Many people have heard of the tarantella and may think of it as an exotic Italian dance believed to cure the poisonous bite of the tarantula. They may also think of it as the product of ignorance, poverty, superstition, and passion— in short, stereotypical attributes of Southern Italians. De Martino shows, however, that the tarantula’s bite, within the institution of tarantism, was a symbolic bite and that most victims had never actually been bitten. Victims’ annual reoccurrence of symptoms (“re-bite”) evades biological explanation, as does the fact that most of the afflicted were young women, not agricultural workers, who had more contact with spiders.

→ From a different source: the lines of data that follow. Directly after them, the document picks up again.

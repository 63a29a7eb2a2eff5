//! Subprocess lifecycle for Claude CLI invocations.
//!
//! Every invocation spawns one child with piped stdio and `kill_on_drop`, so
//! dropping the returned stream (client disconnect) also reaps the process.
//! Non-streaming runs race an absolute timeout; streaming runs apply an idle
//! timeout between stdout lines. Both escalate SIGTERM, grace, SIGKILL.

use std::pin::Pin;
use std::process::Stdio;
use std::sync::Arc;
use std::time::{Duration, Instant};

use claude_bridge_error::BridgeError;
use futures::stream::{self, Stream, StreamExt};
use tokio::io::{AsyncRead, AsyncReadExt, AsyncWriteExt, BufReader};
use tokio::process::{Child, ChildStdout, Command};
use tokio::task::JoinHandle;
use tokio::time::timeout;
use tracing::{debug, error, info, warn};

use crate::command::{build_command, InvocationSpec};
use crate::config::RunnerConfig;
use crate::decoder::LineDecoder;
use crate::record::DecodedRecord;

/// Records from one invocation, in CLI output order.
pub type RecordStream = Pin<Box<dyn Stream<Item = Result<DecodedRecord, BridgeError>> + Send>>;

/// Preview length for unparsable non-streaming output.
const OUTPUT_PREVIEW_CHARS: usize = 500;

/// Preview length for skipped stream lines.
const LINE_PREVIEW_CHARS: usize = 200;

/// Maximum stderr retained per invocation (64KB).
const MAX_STDERR_SIZE: usize = 64 * 1024;

/// Upper bound for `--version` checks.
const VERSION_TIMEOUT: Duration = Duration::from_secs(10);

#[derive(Debug, Clone)]
pub struct ClaudeRunner {
    config: Arc<RunnerConfig>,
}

impl ClaudeRunner {
    pub fn new(config: RunnerConfig) -> Self {
        Self {
            config: Arc::new(config),
        }
    }

    pub fn config(&self) -> &RunnerConfig {
        &self.config
    }

    /// Spawns the CLI for `spec` and returns its records.
    ///
    /// Configuration and launch failures are returned before any record is
    /// produced. In streaming mode records arrive as stdout lines are read; an
    /// idle timeout ends the stream without an error. Otherwise the stream
    /// yields at most one record, or the classified failure.
    pub async fn invoke(&self, spec: &InvocationSpec) -> Result<RecordStream, BridgeError> {
        let command = build_command(&self.config.policy, spec)?;
        let child = self.spawn(&command.args)?;
        debug!(
            stream = spec.stream,
            prompt_preview = %truncate_chars(&command.stdin, LINE_PREVIEW_CHARS),
            "Claude CLI spawned"
        );

        if spec.stream {
            return self.stream_records(child, command.stdin).await;
        }

        let config = self.config.clone();
        let completion = stream::once(run_to_completion(child, command.stdin, config))
            .filter_map(|outcome| futures::future::ready(outcome.transpose()));
        Ok(Box::pin(completion))
    }

    /// Runs `cli --version`, returning its trimmed output on success.
    pub async fn version(&self) -> Option<String> {
        let version_check = Command::new(&self.config.cli_path)
            .arg("--version")
            .kill_on_drop(true)
            .output();
        let output = match timeout(VERSION_TIMEOUT, version_check).await {
            Ok(Ok(output)) => output,
            Ok(Err(err)) => {
                debug!(error = %err, "Claude CLI version check failed");
                return None;
            }
            Err(_) => {
                warn!("Claude CLI version check timed out");
                return None;
            }
        };
        if !output.status.success() {
            return None;
        }
        let version = String::from_utf8_lossy(&output.stdout).trim().to_string();
        if version.is_empty() {
            None
        } else {
            Some(version)
        }
    }

    pub async fn check_available(&self) -> bool {
        self.version().await.is_some()
    }

    fn spawn(&self, args: &[String]) -> Result<Child, BridgeError> {
        let mut cmd = Command::new(&self.config.cli_path);
        cmd.args(args)
            .stdin(Stdio::piped())
            .stdout(Stdio::piped())
            .stderr(Stdio::piped())
            .kill_on_drop(true);
        if let Some(cwd) = &self.config.cwd {
            cmd.current_dir(cwd);
        }

        info!(
            cli = %self.config.cli_path.display(),
            args = ?args,
            cwd = ?self.config.cwd,
            "Executing Claude CLI"
        );

        cmd.spawn().map_err(|err| BridgeError::Launch {
            cli_path: self.config.cli_path.display().to_string(),
            message: err.to_string(),
        })
    }

    async fn stream_records(
        &self,
        mut child: Child,
        payload: String,
    ) -> Result<RecordStream, BridgeError> {
        let stdout = child.stdout.take().ok_or_else(|| BridgeError::Stream {
            message: "Claude CLI stdout unavailable".to_string(),
        })?;
        let stderr_task = drain_pipe(child.stderr.take(), MAX_STDERR_SIZE);

        if timeout(self.config.stream_idle_timeout, write_stdin(&mut child, &payload))
            .await
            .is_err()
        {
            warn!("Timed out writing prompt to Claude CLI");
            stderr_task.abort();
            terminate(&mut child, self.config.kill_grace).await;
            return Err(BridgeError::Stream {
                message: "timed out writing prompt to Claude CLI".to_string(),
            });
        }

        let live = LiveProcess {
            child,
            lines: LineDecoder::new(BufReader::new(stdout)),
            stderr_task: Some(stderr_task),
            idle_timeout: self.config.stream_idle_timeout,
            kill_grace: self.config.kill_grace,
            started: Instant::now(),
            records: 0,
        };

        let records = stream::unfold(live, |mut live| async move {
            match live.next_record().await {
                Some(record) => Some((Ok::<_, BridgeError>(record), live)),
                None => {
                    live.finish().await;
                    None
                }
            }
        });
        Ok(Box::pin(records))
    }
}

struct LiveProcess {
    child: Child,
    lines: LineDecoder<BufReader<ChildStdout>>,
    stderr_task: Option<JoinHandle<Vec<u8>>>,
    idle_timeout: Duration,
    kill_grace: Duration,
    started: Instant,
    records: u64,
}

impl LiveProcess {
    async fn next_record(&mut self) -> Option<DecodedRecord> {
        loop {
            let line = match timeout(self.idle_timeout, self.lines.next_line()).await {
                Ok(Ok(Some(line))) => line,
                Ok(Ok(None)) => return None,
                Ok(Err(err)) => {
                    warn!(error = %err, "Failed to read Claude CLI output");
                    return None;
                }
                Err(_) => {
                    warn!(
                        idle_timeout_secs = self.idle_timeout.as_secs(),
                        records = self.records,
                        "Claude CLI stream idle; terminating"
                    );
                    terminate(&mut self.child, self.kill_grace).await;
                    return None;
                }
            };

            let line = line.trim();
            if line.is_empty() {
                continue;
            }
            match DecodedRecord::parse(line) {
                Ok(record) => {
                    self.records += 1;
                    return Some(record);
                }
                Err(err) => debug!(
                    error = %err,
                    line = %truncate_chars(line, LINE_PREVIEW_CHARS),
                    "Skipping non-JSON line from Claude CLI"
                ),
            }
        }
    }

    async fn finish(mut self) {
        match timeout(self.kill_grace, self.child.wait()).await {
            Ok(Ok(status)) if status.success() => {}
            Ok(Ok(status)) => {
                let stderr = self.collect_stderr().await;
                warn!(
                    exit_code = ?status.code(),
                    stderr = %truncate_chars(stderr.trim(), OUTPUT_PREVIEW_CHARS),
                    "Claude CLI stream exited with failure"
                );
            }
            Ok(Err(err)) => warn!(error = %err, "Failed to wait for Claude CLI"),
            Err(_) => {
                warn!("Claude CLI still running after stream ended; terminating");
                terminate(&mut self.child, self.kill_grace).await;
            }
        }
        if let Some(task) = self.stderr_task.take() {
            task.abort();
        }
        debug!(
            records = self.records,
            duration_ms = self.started.elapsed().as_millis() as u64,
            "Claude CLI stream finished"
        );
    }

    async fn collect_stderr(&mut self) -> String {
        let Some(mut task) = self.stderr_task.take() else {
            return String::new();
        };
        match timeout(self.kill_grace, &mut task).await {
            Ok(Ok(bytes)) => String::from_utf8_lossy(&bytes).into_owned(),
            _ => {
                task.abort();
                String::new()
            }
        }
    }
}

async fn run_to_completion(
    mut child: Child,
    payload: String,
    config: Arc<RunnerConfig>,
) -> Result<Option<DecodedRecord>, BridgeError> {
    let stdout_task = drain_pipe(child.stdout.take(), usize::MAX);
    let stderr_task = drain_pipe(child.stderr.take(), MAX_STDERR_SIZE);
    let started = Instant::now();

    let finished = timeout(config.process_timeout, async {
        write_stdin(&mut child, &payload).await;
        child.wait().await
    })
    .await;

    let status = match finished {
        Ok(Ok(status)) => status,
        Ok(Err(err)) => {
            stdout_task.abort();
            stderr_task.abort();
            return Err(BridgeError::Stream {
                message: format!("Failed to wait for Claude CLI: {err}"),
            });
        }
        Err(_) => {
            warn!(
                timeout_secs = config.process_timeout.as_secs(),
                "Claude CLI timed out; terminating"
            );
            terminate(&mut child, config.kill_grace).await;
            stdout_task.abort();
            stderr_task.abort();
            return Err(BridgeError::Timeout {
                timeout_secs: config.process_timeout.as_secs(),
            });
        }
    };

    let stdout = String::from_utf8_lossy(&stdout_task.await.unwrap_or_default()).into_owned();
    let stderr = String::from_utf8_lossy(&stderr_task.await.unwrap_or_default()).into_owned();
    debug!(
        exit_code = ?status.code(),
        duration_ms = started.elapsed().as_millis() as u64,
        stdout_bytes = stdout.len(),
        "Claude CLI exited"
    );

    if !status.success() {
        let exit_code = status.code().unwrap_or(-1);
        error!(
            exit_code,
            stderr = %truncate_chars(stderr.trim(), OUTPUT_PREVIEW_CHARS),
            "Claude CLI failed"
        );
        return Err(BridgeError::ProcessExit {
            exit_code,
            message: exit_failure_message(exit_code, &stdout, &stderr),
        });
    }

    parse_output(&stdout)
}

/// Parses the single JSON object printed by `--output-format json`.
fn parse_output(stdout: &str) -> Result<Option<DecodedRecord>, BridgeError> {
    let trimmed = stdout.trim();
    if trimmed.is_empty() {
        return Ok(None);
    }
    let record = DecodedRecord::parse(trimmed).map_err(|err| BridgeError::OutputParse {
        message: err.to_string(),
        preview: truncate_chars(stdout, OUTPUT_PREVIEW_CHARS),
    })?;
    if let Some(message) = record.error_message() {
        return Err(BridgeError::CliReported { message });
    }
    Ok(Some(record))
}

/// Best message for a non-zero exit: the CLI's own error record, then raw
/// stdout, then stderr.
fn exit_failure_message(exit_code: i32, stdout: &str, stderr: &str) -> String {
    let stdout = stdout.trim();
    if !stdout.is_empty() {
        if let Some(message) = DecodedRecord::parse(stdout)
            .ok()
            .and_then(|record| record.error_message())
        {
            return message;
        }
        return stdout.to_string();
    }
    let stderr = stderr.trim();
    if !stderr.is_empty() {
        return stderr.to_string();
    }
    format!("Command failed with exit code {exit_code}")
}

/// Writes the prompt and closes stdin so the CLI sees EOF.
async fn write_stdin(child: &mut Child, payload: &str) {
    let Some(mut stdin) = child.stdin.take() else {
        return;
    };
    if let Err(err) = stdin.write_all(payload.as_bytes()).await {
        // The exit status explains an early exit better than EPIPE does.
        warn!(error = %err, "Failed to write prompt to Claude CLI");
        return;
    }
    if let Err(err) = stdin.shutdown().await {
        debug!(error = %err, "Failed to close Claude CLI stdin");
    }
}

fn drain_pipe<R>(pipe: Option<R>, limit: usize) -> JoinHandle<Vec<u8>>
where
    R: AsyncRead + Unpin + Send + 'static,
{
    tokio::spawn(async move {
        let mut collected = Vec::new();
        let Some(mut pipe) = pipe else {
            return collected;
        };
        let mut chunk = [0u8; 8192];
        loop {
            match pipe.read(&mut chunk).await {
                Ok(0) | Err(_) => break,
                Ok(n) => {
                    let room = limit.saturating_sub(collected.len());
                    collected.extend_from_slice(&chunk[..n.min(room)]);
                }
            }
        }
        collected
    })
}

/// Sends SIGTERM, waits up to `grace`, then SIGKILLs. Already-exited
/// processes are left alone.
pub async fn terminate(child: &mut Child, grace: Duration) {
    if let Ok(Some(status)) = child.try_wait() {
        debug!(?status, "Claude CLI already exited");
        return;
    }

    #[cfg(unix)]
    {
        if let Some(pid) = child.id() {
            unsafe {
                libc::kill(pid as i32, libc::SIGTERM);
            }
            if let Ok(Ok(status)) = timeout(grace, child.wait()).await {
                debug!(?status, "Claude CLI exited after SIGTERM");
                return;
            }
            warn!(grace_secs = grace.as_secs(), "Claude CLI ignored SIGTERM; killing");
        }
    }
    #[cfg(not(unix))]
    let _ = grace;

    if let Err(err) = child.kill().await {
        debug!(error = %err, "Failed to kill Claude CLI");
    }
}

fn truncate_chars(text: &str, max: usize) -> String {
    match text.char_indices().nth(max) {
        Some((end, _)) => text[..end].to_string(),
        None => text.to_string(),
    }
}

Symptoms did imitate those of a spider bite in some ways—fever, nausea, vomiting, muscular pains, and stomach cramps—but the tarantate (those afflicted) also felt tired, depressed, even anguished. De Martino argues that these feelings expressed a crisis in the life of the victim, typically the crisis of sexual maturation, spurned or impossible love, a difficult home life, or poverty. The cure—a traditional musical therapy involving dance, colors, the community’s attention, and more—provided a catharsis. De Martino calls tarantism “an entire symbolic system ready to enter into action and operate its efficacy as resolution, with the society’s consensus and assistance” (p. 114). Tarantism “was not a ‘disease.’ Rather, it was an instrument of reintegration” (p. 32).

There are three major sections in the book. In part 1, “Salento 1959,” De Martino describes fieldwork in the summer of 1959 in the Salento (Apulia), the heartland of the tradition in Southern Italy. The ethnographic team included an anthropologist, a historian of religions, an ethnomusicologist, a medical doctor, a psychiatrist, a psychologist, and a photographer. They timed their fieldwork to coincide with the annual period when the tarantate re-experienced their symptoms—that is, when they were “rebitten.” This happened in late June, preceding the Saints Peter’s and Paul’s feast day, when the afflicted not only danced at home but also gathered at the Church of St. Paul in the town of Galantina for a ritual performance that had become part of the cure.

In part 2, “The Land of Remorse,” De Martino examines the surprisingly extensive literature on the subject of tarantism, written by clergymen, doctors, travelers, and others, from the sixteenth century on. The fieldwork results described in part 1 gain in significance as De Martino compares them with historical, semiethnographic accounts of tarantism. These accounts have obvious biases, but they also contain observations consistent with what De Martino saw in 1959, even though he felt that he was viewing “an episode in the death throes of tarantism” (p. 78). The fuller, earlier descriptions help make sense of the fragmented tradition of 1959. In this, De Martino is like the evolutionary folklorists who explained contemporary customs, or “survivals,” by reconstructing their fuller, richer historical reality, when they enjoyed mainstream status.

Part 3, “Historical Commentary,” identifies parallels to tarantism in the then-contemporary Mediterranean world (Sardinia and Spain) and beyond (Africa and the Caribbean). Even more compelling are the historical sources, beginning with ancient Greek religion. De Martino believes that tarantism proper crystallized in the medieval period, out of the conflict between Christianity and pagan traditions. In this section, De Martino goes beyond cultural evolution to show how the literate world’s explanations of tarantism from the sixteenth to the [End Page 105] twentieth centuries reflected changing paradigms in European thought, which in turn affected the tradition itself. This unsurpassed classic explores a profound folk creation. Anyone interested in folklore and religion, or in medicine and belief, will want to read it.